(Beginning of RECORDS PROVIDED)

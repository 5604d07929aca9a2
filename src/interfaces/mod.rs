//! Interfaces between qcutils and the outside world.

use anyhow;

pub mod binaries;
pub mod cli;
pub mod input;

/// Trait for handling an input specification.
pub trait InputHandle {
    /// Handles the input section and runs appropriate calculations.
    fn handle(&self) -> Result<(), anyhow::Error>;
}
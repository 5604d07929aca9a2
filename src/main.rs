use std::ffi::OsString;
use std::path::{Path, PathBuf};
use std::process;

use anyhow::{self, format_err, Context};
use clap::Parser;
use log::LevelFilter;
use log4rs::append::console::{ConsoleAppender, Target};
use log4rs::append::file::FileAppender;
use log4rs::config::{Appender, Config, Logger, Root};
use log4rs::encode::pattern::PatternEncoder;

use qcutils::interfaces::cli::{log_heading, Cli, Command};
use qcutils::interfaces::input::Input;
use qcutils::interfaces::InputHandle;
use qcutils::io::{read_qcutils_yaml, write_qcutils_yaml};

/// Configures `log4rs` so that the `qcutils-output` logger writes to the standard output and,
/// if an output stem is given, to `<stem>.out`. All other log records at warning level or above
/// go to the standard error.
fn setup_logging(output: Option<&Path>) -> Result<(), anyhow::Error> {
    let stdout = ConsoleAppender::builder()
        .encoder(Box::new(PatternEncoder::new("{m}{n}")))
        .build();
    let stderr = ConsoleAppender::builder()
        .target(Target::Stderr)
        .encoder(Box::new(PatternEncoder::new("[{l}] {m}{n}")))
        .build();
    let mut config_builder = Config::builder()
        .appender(Appender::builder().build("stdout", Box::new(stdout)))
        .appender(Appender::builder().build("stderr", Box::new(stderr)));
    let mut output_appenders = vec!["stdout"];

    if let Some(stem) = output {
        let mut filename = OsString::from(stem.as_os_str());
        filename.push(".out");
        let filename = PathBuf::from(filename);
        let output_file = FileAppender::builder()
            .encoder(Box::new(PatternEncoder::new("{m}{n}")))
            .append(false)
            .build(&filename)
            .with_context(|| format!("Unable to create output file `{}`", filename.display()))?;
        config_builder =
            config_builder.appender(Appender::builder().build("output_file", Box::new(output_file)));
        output_appenders.push("output_file");
    }

    let config = config_builder
        .logger(
            Logger::builder()
                .appenders(output_appenders)
                .additive(false)
                .build("qcutils-output", LevelFilter::Info),
        )
        .build(Root::builder().appender("stderr").build(LevelFilter::Warn))
        .map_err(|err| format_err!(err))?;
    log4rs::init_config(config).map_err(|err| format_err!(err))?;
    Ok(())
}

/// Reads a YAML input file and runs every section it specifies.
fn run(config: &Path) -> Result<(), anyhow::Error> {
    let inp = read_qcutils_yaml::<Input, _>(config)
        .with_context(|| format!("Unable to read input file `{}`", config.display()))?;
    inp.handle()
}

fn main() {
    let cli = Cli::parse();
    match cli.command {
        Command::Run { config, output } => {
            if let Err(err) = setup_logging(output.as_deref()) {
                eprintln!("Error: {err:?}");
                process::exit(1);
            }
            log_heading();
            if let Err(err) = run(&config) {
                log::error!(target: "qcutils-output", "Error: {err:?}");
                process::exit(1);
            }
        }
        Command::Template { name } => {
            if let Err(err) = write_qcutils_yaml(&name, &Input::default()) {
                eprintln!("Error: {err:?}");
                process::exit(1);
            }
            println!(
                "Input template written to {}.",
                name.with_extension("yml").display()
            );
        }
    }
}
//! Driver for the conversion of CI vector listings into occupation notation.

use std::fmt;
use std::fs::File;
use std::io::BufReader;
use std::path::PathBuf;

use anyhow::{self, format_err, Context};
use derive_builder::Builder;
use serde::{Deserialize, Serialize};

use crate::conversion::{convert_listing, CiConversion, CiConverter};
use crate::drivers::QCDriver;
use crate::io::format::{log_subtitle, log_title, qcutils_output, QCUtilsOutput};
use crate::io::write_lines;

#[cfg(test)]
#[path = "ci_conversion_tests.rs"]
mod ci_conversion_tests;

// ==================
// Struct definitions
// ==================

// ----------
// Parameters
// ----------

/// A structure containing control parameters for CI vector conversion.
#[derive(Clone, Builder, Debug, Serialize, Deserialize)]
pub struct CiConversionParams {
    /// The number of orbitals in the active space.
    pub n_orbitals: usize,

    /// The number of electrons in the active space.
    pub n_electrons: usize,
}

impl CiConversionParams {
    /// Returns a builder to construct a [`CiConversionParams`] structure.
    pub fn builder() -> CiConversionParamsBuilder {
        CiConversionParamsBuilder::default()
    }
}

impl Default for CiConversionParams {
    fn default() -> Self {
        CiConversionParams {
            n_orbitals: 6,
            n_electrons: 6,
        }
    }
}

impl fmt::Display for CiConversionParams {
    fn fmt(&self, f: &mut fmt::Formatter<'_>) -> fmt::Result {
        writeln!(f, "Active orbitals: {}", self.n_orbitals)?;
        writeln!(f, "Active electrons: {}", self.n_electrons)?;
        writeln!(f)?;
        Ok(())
    }
}

// ------
// Result
// ------

/// A structure to contain CI vector conversion results.
#[derive(Clone, Builder, Debug, Serialize, Deserialize)]
pub struct CiConversionResult {
    /// The control parameters used to obtain this set of results.
    pub parameters: CiConversionParams,

    /// The converted listing.
    pub conversion: CiConversion,
}

impl CiConversionResult {
    /// Returns a builder to construct a [`CiConversionResult`] structure.
    fn builder() -> CiConversionResultBuilder {
        CiConversionResultBuilder::default()
    }
}

impl fmt::Display for CiConversionResult {
    fn fmt(&self, f: &mut fmt::Formatter<'_>) -> fmt::Result {
        write!(f, "{}", self.conversion)?;
        if !self.conversion.skipped.is_empty() {
            writeln!(f, "Skipped lines:")?;
            for (line, reason) in self.conversion.skipped.iter() {
                writeln!(f, "  {line:>6}: {reason}")?;
            }
        }
        writeln!(f)?;
        Ok(())
    }
}

// ------
// Driver
// ------

/// A driver for CI vector conversion.
#[derive(Clone, Builder)]
pub struct CiConversionDriver<'a> {
    /// The control parameters for CI vector conversion.
    parameters: &'a CiConversionParams,

    /// The path to the CI vector listing to be converted.
    input_path: PathBuf,

    /// Optional path to the CSV file to be written.
    #[builder(default = "None")]
    output_path: Option<PathBuf>,

    /// The result of the CI vector conversion.
    #[builder(setter(skip), default = "None")]
    result: Option<CiConversionResult>,
}

impl<'a> CiConversionDriver<'a> {
    /// Returns a builder to construct a [`CiConversionDriver`] structure.
    pub fn builder() -> CiConversionDriverBuilder<'a> {
        CiConversionDriverBuilder::default()
    }

    /// Executes CI vector conversion.
    fn convert(&mut self) -> Result<(), anyhow::Error> {
        log_title("CI Vector Conversion");
        qcutils_output!("");
        let params = self.parameters;
        params.log_output_display();

        qcutils_output!("Input listing: {}", self.input_path.display());
        qcutils_output!("");
        let reader = BufReader::new(File::open(&self.input_path).with_context(|| {
            format!(
                "Unable to open CI vector listing `{}`",
                self.input_path.display()
            )
        })?);
        let converter = CiConverter::new(params.n_orbitals, params.n_electrons);
        let conversion = convert_listing(reader, &converter).with_context(|| {
            format!(
                "Unable to convert CI vector listing `{}`",
                self.input_path.display()
            )
        })?;

        let result = CiConversionResult::builder()
            .parameters(params.clone())
            .conversion(conversion)
            .build()
            .with_context(|| "Unable to construct a CI vector conversion result")?;
        log_subtitle("Conversion summary");
        qcutils_output!("");
        result.log_output_display();

        if let Some(path) = self.output_path.as_ref() {
            write_lines(path, result.conversion.csv_lines())?;
            qcutils_output!("Converted CI vector written to {}.", path.display());
            qcutils_output!("");
        }

        self.result = Some(result);
        Ok(())
    }
}

impl<'a> QCDriver for CiConversionDriver<'a> {
    type Params = CiConversionParams;

    type Outcome = CiConversionResult;

    fn result(&self) -> Result<&Self::Outcome, anyhow::Error> {
        self.result
            .as_ref()
            .ok_or_else(|| format_err!("No CI vector conversion results found."))
    }

    fn run(&mut self) -> Result<(), anyhow::Error> {
        self.convert()
    }
}
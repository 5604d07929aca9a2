use std::path::PathBuf;

use approx::assert_relative_eq;

use crate::drivers::pair_distribution::{
    PairDistributionDriver, PairDistributionParams, PairDistributionResult, ScatteringSource,
};
use crate::drivers::QCDriver;
use crate::io::{read_lines, read_qcutils_binary, write_lines, QCUtilsFileType};

fn temp_path(name: &str) -> PathBuf {
    std::env::temp_dir().join(format!(
        "qcutils_pdf_driver_test_{name}_{}",
        std::process::id()
    ))
}

/// Writes a Gaussian scattering intensity `scale * exp(-q^2)` as a two-column table.
fn write_gaussian_scattering(path: &PathBuf, scale: f64) {
    let lines = std::iter::once("# q I(q)".to_string()).chain((0..200).map(|i| {
        let q = i as f64 * 0.05;
        format!("{q:.6} {:.16e}", scale * (-q * q).exp())
    }));
    write_lines(path, lines).unwrap();
}

#[test]
fn test_drivers_pair_distribution_single() {
    let input = temp_path("single.dat");
    write_gaussian_scattering(&input, 1.0);
    let params = PairDistributionParams::builder()
        .reference(ScatteringSource {
            label: "hf".to_string(),
            path: input.clone(),
        })
        .build()
        .unwrap();
    let mut driver = PairDistributionDriver::builder()
        .parameters(&params)
        .build()
        .unwrap();
    assert!(driver.result().is_err());
    driver.run().unwrap();

    let res = driver.result().unwrap();
    assert!(res.other.is_none());
    assert!(res.comparison.is_none());
    assert_eq!(res.reference.r.len(), 200);
    assert_relative_eq!(res.reference.integral, 0.5, max_relative = 1e-2);
    assert!(res.to_string().contains("Integral = "));
    std::fs::remove_file(&input).unwrap();
}

#[test]
fn test_drivers_pair_distribution_comparison() {
    let reference = temp_path("reference.dat");
    let other = temp_path("other.dat");
    write_gaussian_scattering(&reference, 1.0);
    write_gaussian_scattering(&other, 1.1);
    let stem = temp_path("tables");
    let save_name = temp_path("saved");
    let params = PairDistributionParams::builder()
        .reference(ScatteringSource {
            label: "hf".to_string(),
            path: reference.clone(),
        })
        .other(Some(ScatteringSource {
            label: "casscf".to_string(),
            path: other.clone(),
        }))
        .output_stem(Some(stem.clone()))
        .result_save_name(Some(save_name.clone()))
        .build()
        .unwrap();
    let mut driver = PairDistributionDriver::builder()
        .parameters(&params)
        .build()
        .unwrap();
    driver.run().unwrap();

    let res = driver.result().unwrap();
    let comparison = res.comparison.as_ref().unwrap();
    comparison
        .intensity_difference
        .iter()
        .for_each(|d| assert_relative_eq!(*d, 10.0, max_relative = 1e-8));
    let output = res.to_string();
    assert!(output.contains("casscf"));
    assert!(output.contains("Largest intensity difference: 10.0000 %"));

    for suffix in ["_hf.txt", "_casscf.txt", "_comparison.txt"] {
        let mut name = stem.clone().into_os_string();
        name.push(suffix);
        let path = PathBuf::from(name);
        assert_eq!(read_lines(&path).unwrap().len(), 201);
        std::fs::remove_file(&path).unwrap();
    }

    let saved: PairDistributionResult =
        read_qcutils_binary(&save_name, QCUtilsFileType::Pdf).unwrap();
    assert_eq!(saved.reference, res.reference);
    std::fs::remove_file(save_name.with_extension(QCUtilsFileType::Pdf.ext())).unwrap();
    std::fs::remove_file(&reference).unwrap();
    std::fs::remove_file(&other).unwrap();
}

#[test]
fn test_drivers_pair_distribution_invalid() {
    let input = temp_path("duplicate.dat");
    write_gaussian_scattering(&input, 1.0);
    let source = ScatteringSource {
        label: "same".to_string(),
        path: input.clone(),
    };
    let params = PairDistributionParams::builder()
        .reference(source.clone())
        .other(Some(source))
        .build()
        .unwrap();
    let mut driver = PairDistributionDriver::builder()
        .parameters(&params)
        .build()
        .unwrap();
    assert!(driver.run().is_err());
    std::fs::remove_file(&input).unwrap();

    let params = PairDistributionParams::default();
    let mut driver = PairDistributionDriver::builder()
        .parameters(&params)
        .build()
        .unwrap();
    let err = driver.run().unwrap_err();
    assert!(err
        .to_string()
        .contains("Unable to read scattering data for `reference`"));
}
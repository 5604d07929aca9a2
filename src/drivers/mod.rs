//! Drivers to carry out qcutils functionalities.

use anyhow;

pub mod ci_conversion;
pub mod configuration_enumeration;
pub mod pair_distribution;
pub mod rdm_assembly;

// =================
// Trait definitions
// =================

/// Trait defining behaviours of `qcutils` drivers.
pub trait QCDriver {
    /// The type of the parameter structure controlling the driver.
    type Params;

    /// The type of the successful outcome when executing the driver.
    type Outcome;

    /// Executes the driver and stores the result internally.
    fn run(&mut self) -> Result<(), anyhow::Error>;

    /// Returns the result of the driver execution.
    fn result(&self) -> Result<&Self::Outcome, anyhow::Error>;
}
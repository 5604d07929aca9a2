//! qcutils interface with binary data files of raw `f64` values.
//!
//! Multi-dimensional arrays are stored as flat sequences of 8-byte floating-point values with no
//! header. The element order and byte order are specified separately by [`MatrixOrder`] and
//! [`ByteOrder`].

use std::fmt;
use std::path::Path;

use anyhow::{self, Context};
use byteorder::{BigEndian, LittleEndian};
use itertools::Itertools;
use ndarray::{Array, ArrayBase, Data, Dimension, ShapeBuilder};
use serde::{Deserialize, Serialize};

use crate::io::numeric::{write_f64_binary, NumericReader};

#[cfg(test)]
#[path = "binaries_tests.rs"]
mod binaries_tests;

/// Enumerated type indicating the order the matrix elements are traversed when stored into or
/// read in from a binary file.
#[derive(Clone, Copy, Debug, Default, PartialEq, Eq, Serialize, Deserialize)]
pub enum MatrixOrder {
    #[default]
    RowMajor,
    ColMajor,
}

impl fmt::Display for MatrixOrder {
    fn fmt(&self, f: &mut fmt::Formatter<'_>) -> fmt::Result {
        match self {
            MatrixOrder::RowMajor => write!(f, "row-major"),
            MatrixOrder::ColMajor => write!(f, "column-major"),
        }
    }
}

/// Enumerated type indicating the byte order of numerical values in binary files.
#[derive(Clone, Copy, Debug, Default, PartialEq, Eq, Serialize, Deserialize)]
pub enum ByteOrder {
    #[default]
    LittleEndian,
    BigEndian,
}

impl fmt::Display for ByteOrder {
    fn fmt(&self, f: &mut fmt::Formatter<'_>) -> fmt::Result {
        match self {
            ByteOrder::LittleEndian => write!(f, "little-endian"),
            ByteOrder::BigEndian => write!(f, "big-endian"),
        }
    }
}

/// Reads all `f64` values in a binary file.
pub fn read_f64_values<P: AsRef<Path>>(
    path: P,
    byte_order: ByteOrder,
) -> Result<Vec<f64>, anyhow::Error> {
    let path = path.as_ref();
    let values = match byte_order {
        ByteOrder::LittleEndian => NumericReader::<_, LittleEndian, f64>::from_file(path)
            .with_context(|| format!("Unable to read binary file `{}`", path.display()))?
            .collect_vec(),
        ByteOrder::BigEndian => NumericReader::<_, BigEndian, f64>::from_file(path)
            .with_context(|| format!("Unable to read binary file `{}`", path.display()))?
            .collect_vec(),
    };
    Ok(values)
}

/// Reads an array of a given shape from a binary file.
///
/// # Arguments
///
/// * `path` - The path to the binary file.
/// * `shape` - The shape of the array. The file must contain exactly as many values as there are
/// elements in the array.
/// * `byte_order` - The byte order of the values in the file.
/// * `matrix_order` - The order in which the array elements are stored in the file.
///
/// # Returns
///
/// The read-in array.
pub fn read_binary_array<P, Sh>(
    path: P,
    shape: Sh,
    byte_order: ByteOrder,
    matrix_order: MatrixOrder,
) -> Result<Array<f64, Sh::Dim>, anyhow::Error>
where
    P: AsRef<Path>,
    Sh: ShapeBuilder,
{
    let path = path.as_ref();
    let values = read_f64_values(path, byte_order)?;
    let n_values = values.len();
    Array::from_shape_vec(
        shape.set_f(matrix_order == MatrixOrder::ColMajor),
        values,
    )
    .with_context(|| {
        format!(
            "Unable to construct a {matrix_order} array from the {n_values} values in `{}`",
            path.display()
        )
    })
}

/// Writes an array into a binary file.
///
/// # Arguments
///
/// * `path` - The path to the binary file to be written.
/// * `array` - The array to be written.
/// * `byte_order` - The byte order of the values in the file.
/// * `matrix_order` - The order in which the array elements are to be stored in the file.
pub fn write_binary_array<P, S, D>(
    path: P,
    array: &ArrayBase<S, D>,
    byte_order: ByteOrder,
    matrix_order: MatrixOrder,
) -> Result<(), anyhow::Error>
where
    P: AsRef<Path>,
    S: Data<Elem = f64>,
    D: Dimension,
{
    let values = match matrix_order {
        MatrixOrder::RowMajor => array.iter().copied().collect_vec(),
        MatrixOrder::ColMajor => array.t().iter().copied().collect_vec(),
    };
    match byte_order {
        ByteOrder::LittleEndian => write_f64_binary::<LittleEndian, _, _>(path, values),
        ByteOrder::BigEndian => write_f64_binary::<BigEndian, _, _>(path, values),
    }
}
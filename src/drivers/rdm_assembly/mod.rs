//! Driver for the assembly of molecular-orbital reduced density matrices from active-space ones.

use std::fmt;
use std::path::PathBuf;

use anyhow::{self, format_err, Context};
use derive_builder::Builder;
use ndarray::{Array2, Array4};
use serde::{Deserialize, Serialize};

use crate::drivers::QCDriver;
use crate::interfaces::binaries::{
    read_binary_array, write_binary_array, ByteOrder, MatrixOrder,
};
use crate::io::format::{log_subtitle, log_title, nice_bool, qcutils_output, QCUtilsOutput};
use crate::io::{write_qcutils_binary, QCUtilsFileType};
use crate::rdm::{make_rdm12_on_mo, MoRdms};


// ==================
// Struct definitions
// ==================

// ----------
// Parameters
// ----------

/// A structure containing control parameters for RDM assembly.
#[derive(Clone, Builder, Debug, Serialize, Deserialize)]
pub struct RdmAssemblyParams {
    /// The number of doubly occupied core orbitals.
    pub ncore: usize,

    /// The number of active orbitals.
    pub ncas: usize,

    /// The total number of molecular orbitals.
    pub nmo: usize,

    /// Path to a binary file containing the active-space one-particle density matrix.
    pub casdm1: PathBuf,

    /// Path to a binary file containing the active-space two-particle density matrix.
    pub casdm2: PathBuf,

    /// Specification of the byte order numerical values are stored in binary files. This applies
    /// to both the input and the output files.
    #[builder(default)]
    #[serde(default)]
    pub byte_order: ByteOrder,

    /// Specification of the order matrix elements are packed in binary files. This applies to
    /// both the input and the output files.
    #[builder(default)]
    #[serde(default)]
    pub matrix_order: MatrixOrder,

    /// Optional path to a binary file to which the assembled one-particle density matrix is
    /// written.
    #[builder(default = "None")]
    #[serde(default)]
    pub dm1_output: Option<PathBuf>,

    /// Optional path to a binary file to which the assembled two-particle density matrix is
    /// written.
    #[builder(default = "None")]
    #[serde(default)]
    pub dm2_output: Option<PathBuf>,

    /// Optional name for saving the result as a binary file of type [`QCUtilsFileType::Rdm`].
    /// If `None`, the result will not be saved.
    #[builder(default = "None")]
    #[serde(default)]
    pub result_save_name: Option<PathBuf>,
}

impl RdmAssemblyParams {
    /// Returns a builder to construct a [`RdmAssemblyParams`] structure.
    pub fn builder() -> RdmAssemblyParamsBuilder {
        RdmAssemblyParamsBuilder::default()
    }
}

impl Default for RdmAssemblyParams {
    fn default() -> Self {
        RdmAssemblyParams::builder()
            .ncore(2)
            .ncas(6)
            .nmo(20)
            .casdm1(PathBuf::from("path/to/casdm1"))
            .casdm2(PathBuf::from("path/to/casdm2"))
            .dm1_output(Some(PathBuf::from("path/to/dm1")))
            .dm2_output(Some(PathBuf::from("path/to/dm2")))
            .build()
            .expect("Unable to build a default `RdmAssemblyParams`.")
    }
}

impl fmt::Display for RdmAssemblyParams {
    fn fmt(&self, f: &mut fmt::Formatter<'_>) -> fmt::Result {
        writeln!(f, "Core orbitals: {}", self.ncore)?;
        writeln!(f, "Active orbitals: {}", self.ncas)?;
        writeln!(f, "Molecular orbitals: {}", self.nmo)?;
        writeln!(f, "Active-space 1-RDM: {}", self.casdm1.display())?;
        writeln!(f, "Active-space 2-RDM: {}", self.casdm2.display())?;
        writeln!(f, "Binary byte order: {}", self.byte_order)?;
        writeln!(f, "Binary matrix order: {}", self.matrix_order)?;
        for (name, path) in [("1-RDM", &self.dm1_output), ("2-RDM", &self.dm2_output)] {
            writeln!(
                f,
                "Write MO {name} to binary file: {}",
                if let Some(path) = path.as_ref() {
                    path.display().to_string()
                } else {
                    nice_bool(false)
                }
            )?;
        }
        writeln!(
            f,
            "Save RDM assembly results to file: {}",
            if let Some(name) = self.result_save_name.as_ref() {
                format!("{}.{}", name.display(), QCUtilsFileType::Rdm.ext())
            } else {
                nice_bool(false)
            }
        )?;
        writeln!(f)?;
        Ok(())
    }
}

// ------
// Result
// ------

/// A structure to contain RDM assembly results.
#[derive(Clone, Builder, Debug, Serialize, Deserialize)]
pub struct RdmAssemblyResult {
    /// The control parameters used to obtain this set of results.
    pub parameters: RdmAssemblyParams,

    /// The trace of the active-space one-particle density matrix.
    pub casdm1_trace: f64,

    /// The assembled density matrices.
    pub rdms: MoRdms,
}

impl RdmAssemblyResult {
    /// Returns a builder to construct a [`RdmAssemblyResult`] structure.
    fn builder() -> RdmAssemblyResultBuilder {
        RdmAssemblyResultBuilder::default()
    }

    /// Returns the expected trace of the assembled one-particle density matrix, which is twice
    /// the number of core orbitals plus the trace of the active-space one.
    pub fn expected_n_electrons(&self) -> f64 {
        2.0 * self.rdms.ncore as f64 + self.casdm1_trace
    }
}

impl fmt::Display for RdmAssemblyResult {
    fn fmt(&self, f: &mut fmt::Formatter<'_>) -> fmt::Result {
        write!(f, "{}", self.rdms)?;
        writeln!(f, "Tr(CAS 1-RDM): {:.8}", self.casdm1_trace)?;
        writeln!(
            f,
            "Expected Tr(1-RDM) = 2 * ncore + Tr(CAS 1-RDM): {:.8}",
            self.expected_n_electrons()
        )?;
        writeln!(f)?;
        Ok(())
    }
}

// ------
// Driver
// ------

/// A driver for RDM assembly.
#[derive(Clone, Builder)]
pub struct RdmAssemblyDriver<'a> {
    /// The control parameters for RDM assembly.
    parameters: &'a RdmAssemblyParams,

    /// The result of the RDM assembly.
    #[builder(setter(skip), default = "None")]
    result: Option<RdmAssemblyResult>,
}

impl<'a> RdmAssemblyDriver<'a> {
    /// Returns a builder to construct a [`RdmAssemblyDriver`] structure.
    pub fn builder() -> RdmAssemblyDriverBuilder<'a> {
        RdmAssemblyDriverBuilder::default()
    }

    /// Executes RDM assembly.
    fn assemble_rdms(&mut self) -> Result<(), anyhow::Error> {
        log_title("RDM Assembly");
        qcutils_output!("");
        let params = self.parameters;
        params.log_output_display();

        let ncas = params.ncas;
        let casdm1: Array2<f64> = read_binary_array(
            &params.casdm1,
            (ncas, ncas),
            params.byte_order,
            params.matrix_order,
        )
        .with_context(|| "Unable to read the active-space 1-RDM")?;
        let casdm2: Array4<f64> = read_binary_array(
            &params.casdm2,
            (ncas, ncas, ncas, ncas),
            params.byte_order,
            params.matrix_order,
        )
        .with_context(|| "Unable to read the active-space 2-RDM")?;

        let rdms = make_rdm12_on_mo(
            casdm1.view(),
            casdm2.view(),
            params.ncore,
            ncas,
            params.nmo,
        )
        .with_context(|| "Unable to assemble the MO density matrices")?;
        let result = RdmAssemblyResult::builder()
            .parameters(params.clone())
            .casdm1_trace(casdm1.diag().sum())
            .rdms(rdms)
            .build()
            .with_context(|| "Unable to construct an RDM assembly result")?;
        log_subtitle("Assembled density matrices");
        qcutils_output!("");
        result.log_output_display();

        if let Some(path) = params.dm1_output.as_ref() {
            write_binary_array(
                path,
                &result.rdms.dm1,
                params.byte_order,
                params.matrix_order,
            )?;
            qcutils_output!("MO 1-RDM written to {}.", path.display());
        }
        if let Some(path) = params.dm2_output.as_ref() {
            write_binary_array(
                path,
                &result.rdms.dm2,
                params.byte_order,
                params.matrix_order,
            )?;
            qcutils_output!("MO 2-RDM written to {}.", path.display());
        }
        if let Some(name) = params.result_save_name.as_ref() {
            write_qcutils_binary(name, QCUtilsFileType::Rdm, &result)?;
            qcutils_output!(
                "RDM assembly results saved as {}.{}.",
                name.display(),
                QCUtilsFileType::Rdm.ext()
            );
        }
        qcutils_output!("");

        self.result = Some(result);
        Ok(())
    }
}

impl<'a> QCDriver for RdmAssemblyDriver<'a> {
    type Params = RdmAssemblyParams;

    type Outcome = RdmAssemblyResult;

    fn result(&self) -> Result<&Self::Outcome, anyhow::Error> {
        self.result
            .as_ref()
            .ok_or_else(|| format_err!("No RDM assembly results found."))
    }

    fn run(&mut self) -> Result<(), anyhow::Error> {
        self.assemble_rdms()
    }
}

(End of RECORDS PROVIDED)

TASK REQUIREMENTS:
Which of the lines above mention the word "Returns"? Pull those lines out.

WRITTEN SOLUTION:
    /// Returns a builder to construct a [`CiConversionParams`] structure.
    /// Returns a builder to construct a [`CiConversionResult`] structure.
    /// Returns a builder to construct a [`CiConversionDriver`] structure.
    /// Returns the result of the driver execution.
/// # Returns
    /// Returns a builder to construct a [`RdmAssemblyParams`] structure.
    /// Returns a builder to construct a [`RdmAssemblyResult`] structure.
    /// Returns the expected trace of the assembled one-particle density matrix, which is twice
    /// Returns a builder to construct a [`RdmAssemblyDriver`] structure.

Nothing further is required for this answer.